Capacity pools
This topic gives an overview of the Capacity Pools view in BMC Helix Capacity Optimization. Refer to the following sections for details:
Overview
Capacity Pools are logical groupings of homogeneous resources of infrastructure capacity. They aggregate the capacity data coming from different entities available in the IT infrastructure; for example, by business importance, customer, owner, geography, and so on.
The Capacity Pools view displays three key indicators representing the overall capacity and the level of efficiency and risk for each group, or capacity pool. From these key indicators you can navigate to more infrastructure-oriented views. As a system administrator, you can rank all capacity pools available in the workspace, in the Capacity Pools View. Each Capacity Pool view displays the ranking based on Usage, Risk, and Efficiency score.

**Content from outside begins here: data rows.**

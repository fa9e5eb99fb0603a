use wheel_console::{get_settings, setup_logger, Application};

#[tokio::main]
async fn main() -> anyhow::Result<()> {
    let settings = get_settings()?;
    setup_logger(settings.level.clone(), vec![String::from("hyper")])?;
    let application = Application::build(settings).await?;

    application.run_until_stopped().await?;
    Ok(())
}
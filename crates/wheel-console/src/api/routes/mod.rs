mod pages;
mod system;

use axum::{
    http::StatusCode,
    response::{IntoResponse, Response},
    Json,
};
use serde_json::json;

pub use pages::*;
pub use system::*;

use crate::domain::Error;

impl IntoResponse for Error {
    fn into_response(self) -> Response {
        let (status, error_message) = match &self {
            Error::NotFound(_) => (StatusCode::NOT_FOUND, self.to_string()),
            Error::BadRequest(_) | Error::Rejected(_) => (StatusCode::BAD_REQUEST, self.to_string()),
            Error::Backend(_) | Error::Deactivation { .. } => {
                (StatusCode::BAD_GATEWAY, self.user_message())
            }
            Error::Thread(_) => (
                StatusCode::INTERNAL_SERVER_ERROR,
                String::from("internal server error"),
            ),
        };
        let body = Json(json!({
            "error": error_message,
        }));
        (status, body).into_response()
    }
}
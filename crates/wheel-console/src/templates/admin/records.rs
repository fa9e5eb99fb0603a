use maud::{html, Markup};
use wheel_core::{record_date, DateRange, RecordFilter, SpinRecord, Wheel};

use super::wheels::reward_value;

/// Spin records table with its filters
pub fn records_panel(records: &[SpinRecord], wheels: &[Wheel], filter: &RecordFilter) -> Markup {
    let selected_wheel = filter.wheel.as_deref().unwrap_or_default();
    html! {
        div id="records-panel" class="box" {
            h2 class="title is-4" { "Spin Records" }

            form class="columns"
                 hx-get="/admin/records"
                 hx-trigger="change, keyup changed delay:300ms"
                 hx-target="#record-rows"
                 hx-swap="innerHTML" {
                div class="column is-half" {
                    input class="input" type="search" name="search" value=(filter.search)
                          placeholder="Search by user, wheel, reward or date...";
                }
                div class="column" {
                    div class="select is-fullwidth" {
                        select name="wheel" {
                            option value="" selected[selected_wheel.is_empty()] { "All Wheels" }
                            @for wheel in wheels {
                                option value=(wheel.id) selected[selected_wheel == wheel.id] { (wheel.name) }
                            }
                        }
                    }
                }
                div class="column" {
                    div class="select is-fullwidth" {
                        select name="range" {
                            @for range in DateRange::ALL {
                                option value=(range.as_str()) selected[range == filter.range] { (range.label()) }
                            }
                        }
                    }
                }
            }

            table class="table is-fullwidth is-striped" {
                thead {
                    tr {
                        th { "Date" }
                        th { "User" }
                        th { "Wheel" }
                        th { "Reward" }
                        th { "Type" }
                        th { "Value" }
                    }
                }
                tbody id="record-rows" {
                    (record_rows(records))
                }
            }
        }
    }
}

pub fn record_rows(records: &[SpinRecord]) -> Markup {
    html! {
        @if records.is_empty() {
            tr {
                td colspan="6" class="has-text-centered has-text-grey" { "No spin records found" }
            }
        }
        @for record in records {
            tr {
                td { (record_date(record)) }
                td title=(record.user.id) { (record.user_label()) }
                td { (record.wheel_name()) }
                td { (record.winning_section.title) }
                td { (record.winning_section.kind.label()) }
                td { (reward_value(Some(record.winning_section.kind), record.winning_section.value)) }
            }
        }
    }
}
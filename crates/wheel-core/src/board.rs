//! Locally held wheel list with optimistic projections

use std::collections::HashSet;

use crate::{wheel_matches, RewardSection, Wheel, WheelUpdate};

/// The wheel list as the console last saw it.
///
/// Updates are projected locally right after they are sent and replaced
/// wholesale by the backend's list on the next refresh.
#[derive(Debug, Clone, Default)]
pub struct WheelBoard {
    wheels: Vec<Wheel>,
    projected: HashSet<String>,
}

impl WheelBoard {
    pub fn new() -> Self {
        Self::default()
    }

    /// Authoritative replacement, drops every projection
    pub fn replace(&mut self, wheels: Vec<Wheel>) {
        self.wheels = wheels;
        self.projected.clear();
    }

    /// Apply an update locally before the backend confirms it.
    /// Returns false when the wheel is not on the board.
    pub fn project_update(&mut self, id: &str, update: &WheelUpdate) -> bool {
        let Some(wheel) = self.wheels.iter_mut().find(|w| w.id == id) else {
            return false;
        };

        if let Some(name) = &update.name {
            wheel.name = name.clone();
        }
        if let Some(sections) = &update.sections {
            wheel.sections = sections
                .iter()
                .map(|s| RewardSection {
                    id: None,
                    title: s.title.clone(),
                    kind: s.kind,
                    value: s.value,
                    color: s.color.clone(),
                    probability: s.probability,
                })
                .collect();
        }
        if let Some(is_active) = update.is_active {
            wheel.is_active = is_active;
        }

        self.projected.insert(id.to_string());
        true
    }

    pub fn project_removal(&mut self, id: &str) -> bool {
        let before = self.wheels.len();
        self.wheels.retain(|w| w.id != id);
        if self.wheels.len() == before {
            return false;
        }
        self.projected.insert(id.to_string());
        true
    }

    /// Whether the wheel carries a local change the backend has not echoed yet
    pub fn is_projected(&self, id: &str) -> bool {
        self.projected.contains(id)
    }

    pub fn wheels(&self) -> &[Wheel] {
        &self.wheels
    }

    pub fn get(&self, id: &str) -> Option<&Wheel> {
        self.wheels.iter().find(|w| w.id == id)
    }

    pub fn active(&self) -> Option<&Wheel> {
        self.wheels.iter().find(|w| w.is_active)
    }

    /// Active wheels other than `id`
    pub fn active_except<'a>(&'a self, id: Option<&'a str>) -> impl Iterator<Item = &'a Wheel> {
        self.wheels
            .iter()
            .filter(move |w| w.is_active && Some(w.id.as_str()) != id)
    }

    pub fn filtered(&self, search: &str) -> Vec<&Wheel> {
        self.wheels.iter().filter(|w| wheel_matches(w, search)).collect()
    }

    pub fn len(&self) -> usize {
        self.wheels.len()
    }

    pub fn is_empty(&self) -> bool {
        self.wheels.is_empty()
    }
}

Why should you use Capacity Pools view?
For a quick view of the IT resources that either you are responsible to fund and manage the budget for, or manage the capacity for. The Capacity Pools view enables you to easily see the capacity utilization of aggregated entities and effectively manage the capacity of your entire IT infrastructure.
Who should use Capacity Pools view?
Executives with budget responsibility, or technical owners of the infrastructure. The Capacity Pools view gives you the ability to see the capacity that you are responsible for. You can get a quick view of all the capacity pools in one place, and drill down to specific areas, as required.
When should you use Capacity Pools view?
- When you want to review the risk, usage and efficiency of the IT resources that you are responsible for, either as a budget owner, or capacity manager
- When there are areas where the key indicator values reflect action need to be taken
- During recurring service/capacity review meetings with the leadership team
Capacity goals: Usage, Risk, and Efficiency
There are the three daily goals that drive the capacity manager managing a large number of servers of any technology:
Keep track of Capacity Usage
You should keep track of which parts of your infrastructure are highly used and which ones have spare resources. This is the most basic activity, and is also called capacity visibility. It lets you take ownership of all IT resources, so that you can redeploy an old server for a development project, or create a subnet by using spare network ports that are not being used.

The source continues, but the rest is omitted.